伊莉莎白·康尼学到了我们所有人迟早都要学到的东西——我们必须接受和适应那些不可避免的事情。这不是很容易学会的一课,就边那些在位的帝王也要常常提醒他们自己这样做。已故乔治五世在他白金汉宫的房里墙上挂着下面的这句话:“教我不要为月亮哭泣,也不要为过去的事后悔。”叔本华也是说过:“能够顺从,就是你在踏上人生旅途中最重要的一件事。”

很显然,环境本身并不能使我们快乐或不快乐,只有我们对周围环境的反应才能决定我们的感觉。必要时我们都能忍受灾难和悲剧,甚至战胜它们。我们也许会以为我们办不到,但我们内在的力量却坚强得惊人,只要我们肯加以利用,就能帮助我们克服一切。
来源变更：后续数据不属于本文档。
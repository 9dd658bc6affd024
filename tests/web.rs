#![cfg(feature = "web")]

use axum::Router;
use axum::body::{Body, to_bytes};
use axum::http::{Request, StatusCode, header};
use axum::response::Response;
use insightedge::app::{AppState, router, router_with_state};
use insightedge::config::Config;
use serde_json::Value;
use std::sync::Arc;
use tower::ServiceExt;

const BOUNDARY: &str = "insightedge-test-boundary";
const SALES: &str = "Date,Product,State,Sales Channel,Payment Method,Total Price
2024-01-01,Widget,NY,Online,Card,100
2024-01-02,Gadget,CA,Store,Cash,250
2024-01-03,Widget,NY,Online,Cash,20
";

fn app() -> Router {
    router(Config::default()).unwrap()
}

fn multipart(file_name: &str, contents: &str) -> Body {
    Body::from(format!(
        "--{b}\r\nContent-Disposition: form-data; name=\"file\"; filename=\"{f}\"\r\n\
         Content-Type: application/octet-stream\r\n\r\n{c}\r\n--{b}--\r\n",
        b = BOUNDARY,
        f = file_name,
        c = contents
    ))
}

fn upload_request(file_name: &str, contents: &str, cookie: Option<&str>) -> Request<Body> {
    let mut builder = Request::builder()
        .method("POST")
        .uri("/upload")
        .header(
            header::CONTENT_TYPE,
            format!("multipart/form-data; boundary={}", BOUNDARY),
        );
    if let Some(cookie) = cookie {
        builder = builder.header(header::COOKIE, cookie);
    }
    builder.body(multipart(file_name, contents)).unwrap()
}

fn get(uri: &str, cookie: &str) -> Request<Body> {
    Request::builder()
        .uri(uri)
        .header(header::COOKIE, cookie)
        .body(Body::empty())
        .unwrap()
}

/// The `name=value` part of the session cookie a response sets
fn session_cookie(response: &Response) -> String {
    let set_cookie = response
        .headers()
        .get(header::SET_COOKIE)
        .expect("session cookie")
        .to_str()
        .unwrap();
    set_cookie.split(';').next().unwrap().to_string()
}

async fn body_text(response: Response) -> String {
    let bytes = to_bytes(response.into_body(), usize::MAX).await.unwrap();
    String::from_utf8(bytes.to_vec()).unwrap()
}

async fn body_json(response: Response) -> Value {
    serde_json::from_str(&body_text(response).await).unwrap()
}

/// Upload `SALES` in a fresh session and return its cookie
async fn uploaded(app: &Router) -> String {
    let response = app
        .clone()
        .oneshot(upload_request("sales.csv", SALES, None))
        .await
        .unwrap();
    assert_eq!(response.status(), StatusCode::SEE_OTHER);
    session_cookie(&response)
}

#[tokio::test]
async fn page_prompts_for_an_upload() {
    let response = app()
        .oneshot(Request::builder().uri("/").body(Body::empty()).unwrap())
        .await
        .unwrap();
    assert_eq!(response.status(), StatusCode::OK);
    assert!(response.headers().get(header::SET_COOKIE).is_none());
    let html = body_text(response).await;
    assert!(html.contains("InsightEdge Sales Dashboard"));
    assert!(html.contains("Please upload a valid JSON, CSV, or Excel file"));
}

#[tokio::test]
async fn dashboard_api_needs_an_upload() {
    let response = app()
        .oneshot(get("/api/dashboard", "session=nobody"))
        .await
        .unwrap();
    assert_eq!(response.status(), StatusCode::NOT_FOUND);
    assert_eq!(body_json(response).await["status"], "error");
}

#[tokio::test]
async fn upload_then_read_the_dashboard() {
    let app = app();
    let cookie = uploaded(&app).await;

    let response = app
        .clone()
        .oneshot(get("/api/dashboard", &cookie))
        .await
        .unwrap();
    assert_eq!(response.status(), StatusCode::OK);
    let dashboard = body_json(response).await;
    assert_eq!(dashboard["kpis"]["total_sales"], "370.00");
    assert_eq!(dashboard["kpis"]["total_orders"], "3");
    assert_eq!(dashboard["kpis"]["best_product"], "Gadget");
    assert_eq!(dashboard["charts"].as_array().unwrap().len(), 5);

    let response = app
        .oneshot(get("/api/dashboard?product=Widget&state=NY", &cookie))
        .await
        .unwrap();
    let dashboard = body_json(response).await;
    assert_eq!(dashboard["kpis"]["total_sales"], "120.00");
    assert_eq!(dashboard["kpis"]["top_state"], "NY");
}

#[tokio::test]
async fn deselecting_everything_is_reported() {
    let app = app();
    let cookie = uploaded(&app).await;

    let response = app
        .oneshot(get("/api/dashboard?filtered=1&state=NY", &cookie))
        .await
        .unwrap();
    assert_eq!(response.status(), StatusCode::UNPROCESSABLE_ENTITY);
    let body = body_json(response).await;
    assert_eq!(
        body["message"],
        "Error loading file: no rows match the current filters"
    );
}

#[tokio::test]
async fn csv_download_holds_the_filtered_rows() {
    let app = app();
    let cookie = uploaded(&app).await;

    let response = app
        .oneshot(get(
            "/download/filtered_data.csv?start=2024-01-02&end=2024-01-03",
            &cookie,
        ))
        .await
        .unwrap();
    assert_eq!(response.status(), StatusCode::OK);
    assert_eq!(response.headers()[header::CONTENT_TYPE], "text/csv");
    assert!(
        response.headers()[header::CONTENT_DISPOSITION]
            .to_str()
            .unwrap()
            .contains("filtered_data.csv")
    );
    let csv = body_text(response).await;
    let lines: Vec<&str> = csv.lines().collect();
    assert_eq!(
        lines[0],
        "Date,Product,State,Sales Channel,Payment Method,Total Price"
    );
    assert_eq!(lines.len(), 3);
    assert!(lines[1].starts_with("2024-01-02,Gadget"));
}

#[tokio::test]
async fn xlsx_download_is_a_workbook() {
    let app = app();
    let cookie = uploaded(&app).await;

    let response = app
        .oneshot(get("/download/filtered_data.xlsx", &cookie))
        .await
        .unwrap();
    assert_eq!(response.status(), StatusCode::OK);
    let bytes = to_bytes(response.into_body(), usize::MAX).await.unwrap();
    // xlsx files are zip archives
    assert!(bytes.starts_with(b"PK"));
}

#[tokio::test]
async fn theme_toggle_is_remembered() {
    let app = app();
    let cookie = uploaded(&app).await;

    let response = app
        .clone()
        .oneshot(
            Request::builder()
                .method("POST")
                .uri("/theme")
                .header(header::COOKIE, &cookie)
                .body(Body::empty())
                .unwrap(),
        )
        .await
        .unwrap();
    assert_eq!(response.status(), StatusCode::SEE_OTHER);

    let response = app
        .oneshot(get("/api/dashboard", &cookie))
        .await
        .unwrap();
    assert_eq!(body_json(response).await["theme"], "dark");
}

#[tokio::test]
async fn bad_upload_shows_the_error_and_drops_old_data() {
    let app = app();
    let cookie = uploaded(&app).await;

    let response = app
        .clone()
        .oneshot(upload_request(
            "sales.csv",
            "Date,Product,State,Total Price\nnot a date,Widget,NY,1\n",
            Some(&cookie),
        ))
        .await
        .unwrap();
    assert_eq!(response.status(), StatusCode::UNPROCESSABLE_ENTITY);
    assert!(body_text(response).await.contains("Error loading file"));

    let response = app
        .oneshot(get("/api/dashboard", &cookie))
        .await
        .unwrap();
    assert_eq!(response.status(), StatusCode::NOT_FOUND);
}

#[tokio::test]
async fn unknown_chart_is_not_found() {
    let app = app();
    let cookie = uploaded(&app).await;

    let response = app
        .clone()
        .oneshot(get("/chart/nonsense.png", &cookie))
        .await
        .unwrap();
    assert_eq!(response.status(), StatusCode::NOT_FOUND);

    let response = app
        .oneshot(get("/chart/sales_by_product.png", &cookie))
        .await
        .unwrap();
    // Rendering needs a system font; without one the error is reported
    assert!(matches!(
        response.status(),
        StatusCode::OK | StatusCode::INTERNAL_SERVER_ERROR
    ));
}

#[tokio::test]
async fn anonymous_visits_do_not_create_sessions() {
    let state = Arc::new(AppState::new(Config::default()).unwrap());
    let app = router_with_state(Arc::clone(&state));

    for i in 0..50 {
        let forged = format!("session=forged-{}", i);
        let response = app.clone().oneshot(get("/", &forged)).await.unwrap();
        assert_eq!(response.status(), StatusCode::OK);
        let response = app
            .clone()
            .oneshot(Request::builder().uri("/").body(Body::empty()).unwrap())
            .await
            .unwrap();
        assert_eq!(response.status(), StatusCode::OK);
    }
    assert_eq!(state.sessions().len(), 0);
}

#[tokio::test]
async fn forged_cookie_gets_a_fresh_session() {
    let app = app();
    let response = app
        .oneshot(upload_request("sales.csv", SALES, Some("session=made-up")))
        .await
        .unwrap();
    assert_eq!(response.status(), StatusCode::SEE_OTHER);
    let cookie = session_cookie(&response);
    assert!(cookie.starts_with("session="));
    assert_ne!(cookie, "session=made-up");
}

#[tokio::test]
async fn full_store_evicts_the_oldest_session() {
    let config = Config {
        max_sessions: 2,
        ..Config::default()
    };
    let state = Arc::new(AppState::new(config).unwrap());
    let app = router_with_state(Arc::clone(&state));

    let first = uploaded(&app).await;
    let second = uploaded(&app).await;
    let third = uploaded(&app).await;
    assert_eq!(state.sessions().len(), 2);

    let response = app.clone().oneshot(get("/api/dashboard", &first)).await.unwrap();
    assert_eq!(response.status(), StatusCode::NOT_FOUND);
    for cookie in [second, third] {
        let response = app.clone().oneshot(get("/api/dashboard", &cookie)).await.unwrap();
        assert_eq!(response.status(), StatusCode::OK);
    }
}

#[tokio::test]
async fn unreadable_dates_are_rejected() {
    let app = app();
    let cookie = uploaded(&app).await;

    let response = app
        .clone()
        .oneshot(get("/api/dashboard?start=yesterday", &cookie))
        .await
        .unwrap();
    assert_eq!(response.status(), StatusCode::BAD_REQUEST);
    assert_eq!(
        body_json(response).await["message"],
        "invalid start date `yesterday`"
    );

    let response = app
        .oneshot(get("/?end=soon", &cookie))
        .await
        .unwrap();
    assert_eq!(response.status(), StatusCode::BAD_REQUEST);
    assert!(body_text(response).await.contains("invalid end date"));
}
已故的布什·塔金顿总是说:“人生加诸我的任何事情,我都能接受,只除了一样,就是瞎眼。那是我永远也没有办法忍受的。”然而,在他60多岁的时候,有一天他低头看着地毯,色彩整个模糊,他无法看清楚地毯的花纹。他去找了一个眼科专家,发现了一个不幸的事实:他的视力在减退,有一只眼睛几乎全瞎了,另一只离瞎也为期不远了。他惟一所怕的事情终于发生在他的身上。塔金顿对这种“所有灾难里最可怕的事”有什么反应呢?他是不是觉得“这下完了,我这一辈子到这里就完了”呢?没有,他自己也没有想到他还能觉得非常开心,甚至还能善用他的幽默感。以前,浮动的“黑斑”令他很难过,它们会在他眼前游过,遮断了他的视线,可是现在,当那些最大的黑斑从他眼前晃过的时候,他却会说:“嘿,又是老黑斑爸爸来了,不知道今天这么好的天空,它要到哪里去。”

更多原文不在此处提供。